Steve Jobs’ famous quote perfectly articulates the benefits of contemplating death:

Remembering that I’ll be dead soon is the most important tool I’ve ever encountered to help me make the big choices in life. Almost everything  —  all external expectations, all pride, all fear of embarrassment or failure —  these things just fall away in the face of death, leaving only what is truly important. Remembering that you are going to die is the best way I know to avoid the trap of thinking you have something to lose. You are already naked. There is no reason not to follow your heart. No one wants to die. Even people who want to go to heaven don’t want to die to get there. And yet, death is the destination we all share. No one has ever escaped it, and that is how it should be, because death is very likely the single best invention of life. It’s life’s change agent. It clears out the old to make way for the new.
The 5 Best Death Novels— At Least One is Very Disturbing

1. “Sabriel” by Garth Nix

Do you love foreign, magical worlds? ME TOO. This young adult novel follows Sabriel who is a good necromancer, called the Abhorsen, who puts people raised from the dead back to rest. Nix creates a fascinating version of death that parallels the underworld in the Inanna/Ereshkigal descent myth. Sabriel has to traverse both death and life to rescue her father who has been trapped by a powerful “denizen of the dead.”

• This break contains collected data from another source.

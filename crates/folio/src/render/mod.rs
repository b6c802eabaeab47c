//! Rendering from catalog data to view trees.
//!
//! Every renderer here is a pure function returning an [`Element`](crate::node::Element);
//! inserting the result anywhere is the caller's job. The [`html`] adapter
//! turns trees into markup text, and [`client`] ships the script that makes
//! the written page interactive.

pub mod card;
pub mod client;
pub mod filter_bar;
pub mod html;
pub mod page;

pub use card::{render_card, render_card_with, resolved_tags};
pub use client::ClientScript;
pub use filter_bar::{compute_used_tags, render_filter_bar, render_filter_bar_with};
pub use page::render_page;
//! Interactive state: active filter, expanded cards, lightbox.
//!
//! Each concern has its own controller owning its state. Controllers never
//! read global state; they are handed the cards or the tree they act on.

pub mod app;
pub mod expand;
pub mod filter;
pub mod lightbox;

pub use app::{App, Event};
pub use expand::ExpandController;
pub use filter::{CardState, FilterController, FilterId};
pub use lightbox::{LightboxController, LightboxState};
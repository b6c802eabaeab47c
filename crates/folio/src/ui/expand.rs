//! Per-card expand/collapse state.
//!
//! Cards toggle independently; any number may be expanded at once.

use std::collections::HashSet;

use tracing::debug;

use crate::node::{Element, Node};
use crate::render::card::{CARD_CLASS, DATA_ID, HEADER_CLASS, INDICATOR_CLASS};

/// Class added to an expanded card.
pub const EXPANDED_CLASS: &str = "expanded";

/// Tracks which cards are expanded.
#[derive(Debug, Clone)]
pub struct ExpandController {
    expanded: HashSet<String>,
    view_label: String,
    hide_label: String,
}

impl Default for ExpandController {
    fn default() -> Self {
        Self::new("View Details", "Hide Details")
    }
}

impl ExpandController {
    /// A controller with every card collapsed.
    #[must_use]
    pub fn new(view_label: impl Into<String>, hide_label: impl Into<String>) -> Self {
        Self {
            expanded: HashSet::new(),
            view_label: view_label.into(),
            hide_label: hide_label.into(),
        }
    }

    /// Flip a card's state. Returns the new expanded flag.
    pub fn toggle(&mut self, project_id: &str) -> bool {
        let expanded = if self.expanded.remove(project_id) {
            false
        } else {
            self.expanded.insert(project_id.to_string());
            true
        };
        debug!(project = %project_id, expanded, "Toggled card");
        expanded
    }

    /// Whether a card is expanded.
    #[must_use]
    pub fn is_expanded(&self, project_id: &str) -> bool {
        self.expanded.contains(project_id)
    }

    /// Number of expanded cards.
    #[must_use]
    pub fn expanded_count(&self) -> usize {
        self.expanded.len()
    }

    /// Indicator label for a card's current state.
    #[must_use]
    pub fn indicator_label(&self, project_id: &str) -> &str {
        if self.is_expanded(project_id) {
            &self.hide_label
        } else {
            &self.view_label
        }
    }

    /// Collapse every card.
    pub fn reset(&mut self) {
        self.expanded.clear();
    }

    /// Write expanded classes, header state and indicator labels into a
    /// rendered tree.
    pub fn apply_to(&self, root: &mut Element) {
        root.visit_mut(&mut |el: &mut Element| {
            if !el.has_class(CARD_CLASS) {
                return;
            }
            let Some(id) = el.get_attr(DATA_ID).map(str::to_string) else {
                return;
            };
            let expanded = self.is_expanded(&id);
            let label = self.indicator_label(&id).to_string();
            el.set_class(EXPANDED_CLASS, expanded);

            for child in &mut el.children {
                let Some(part) = child.as_element_mut() else {
                    continue;
                };
                if part.has_class(HEADER_CLASS) {
                    part.set_attr("aria-expanded", if expanded { "true" } else { "false" });
                } else if part.has_class(INDICATOR_CLASS) {
                    if let Some(span) = part
                        .children
                        .iter_mut()
                        .filter_map(|n| n.as_element_mut())
                        .find(|e| e.tag == "span")
                    {
                        span.children = vec![Node::text(label.clone())];
                    }
                }
            }
        });
    }
}
//! Whole-page layout: heading, filter bar, card grid and lightbox overlay.

use tracing::debug;

use super::card::render_card_with;
use super::filter_bar::{compute_used_tags, render_filter_bar_with};
use crate::catalog::Catalog;
use crate::config::SiteConfig;
use crate::node::Element;

/// Id of the card grid container.
pub const GRID_ID: &str = "projects-grid";
/// Id of the lightbox overlay.
pub const LIGHTBOX_ID: &str = "lightbox";
/// Id of the lightbox image.
pub const LIGHTBOX_IMAGE_ID: &str = "lightbox-img";

/// Lightbox close key, on the page root for the client script.
pub const DATA_CLOSE_KEY: &str = "data-close-key";
/// Indicator label of a collapsed card.
pub const DATA_LABEL_VIEW: &str = "data-label-view";
/// Indicator label of an expanded card.
pub const DATA_LABEL_HIDE: &str = "data-label-hide";

/// Render the initial page: "all" filter active, every card visible and
/// collapsed, lightbox closed.
#[must_use]
pub fn render_page(catalog: &Catalog, config: &SiteConfig) -> Element {
    let used = compute_used_tags(catalog);
    debug!(
        projects = catalog.projects.len(),
        used_tags = used.len(),
        "Rendering page"
    );

    let grid = Element::new("section")
        .class("projects-grid")
        .attr("id", GRID_ID)
        .children(
            catalog
                .projects
                .iter()
                .map(|project| render_card_with(project, &catalog.tags, &config.labels)),
        );

    Element::new("main")
        .class("portfolio")
        .attr(DATA_CLOSE_KEY, &config.lightbox.close_key)
        .attr(DATA_LABEL_VIEW, &config.labels.view_details)
        .attr(DATA_LABEL_HIDE, &config.labels.hide_details)
        .child(
            Element::new("header")
                .class("portfolio-header")
                .child(Element::new("h1").text(&config.site.heading)),
        )
        .child(render_filter_bar_with(
            &used,
            &catalog.tags,
            &config.labels.all_filter,
        ))
        .child(grid)
        .child(render_lightbox(&config.labels.close))
}

fn render_lightbox(close_label: &str) -> Element {
    Element::new("div")
        .class("lightbox")
        .attr("id", LIGHTBOX_ID)
        .attr("role", "dialog")
        .attr("aria-hidden", "true")
        .child(
            Element::new("button")
                .class("lightbox-close")
                .attr("type", "button")
                .attr("aria-label", "Close")
                .text(close_label),
        )
        .child(Element::new("img").attr("id", LIGHTBOX_IMAGE_ID).attr("alt", ""))
}

/// Find an element by its `id` attribute.
#[must_use]
pub fn find_by_id<'a>(root: &'a Element, id: &str) -> Option<&'a Element> {
    root.find_all(&|e: &Element| e.get_attr("id") == Some(id))
        .into_iter()
        .next()
}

2. “The Graveyard Book” by Neil Gaiman

Who better than the dead to give the living tips on how to achieve a life-well-lived? This “children's” book and Newbery-Award-winning novel follows Nobody (Bod) Owens who is a child raised in a cemetery by the ghosts of those buried there. Neil Gaiman uses this unique intersection between life and death to give poignant insights on how to live a fulfilling life.

3. “Jitterbug Perfume” by Tom Robbins

Want the recipe for immortality? Read this book to get your answer. Follow the characters through India, New Orleans, Paris and Seattle on their quest for eternal life and the perfect perfume. BONUS: Learn how Gods die.

4. “Slaughterhouse Five” by Kurt Vonnegut

For those of you who haven’t already read (or been forced, by some educational institution or parent, to read) this book, prepare for a particularly Sisyphean perspective on death. The novel centers around the Dresden firebombing in World War II and there are aliens, so prepare for both of those things too.

5. “Perfume: the Story of a Murderer” by Patrick Süskind

Want gruesome murders, motivated by really strange reasons? Here ya go. The main character has no personal scent, but is gifted with a superhuman sense of smell. He spends his life smelling Paris and learning how to make perfume. Then one day he smells the perfect smell— it’s a virgin girl, duh. Interesting and weird things then happen. It’s all disturbing and fascinating.

Want to Know What I Read About Death? Your Wish is Granted.

A Slice of my Death Inspiration: Mass Graves, Morgue Photos, Body Farm, Right to Die, Crematory Lessons

Unearthing the Secrets of New York’s Mass Graves

Do you know where unclaimed bodies in New York City go? Do you know what happens to your body after it’s been used for science? Nina Bernstein reveals the history of Hart Island, NY, where corpses are ferried twice a week to get buried by paid prison inmates in mass graves.

About Dying

Photographer Cathrine Ertmann takes intimate portraits of the dead. InAbout Dying she documents what death looks like at a morgue.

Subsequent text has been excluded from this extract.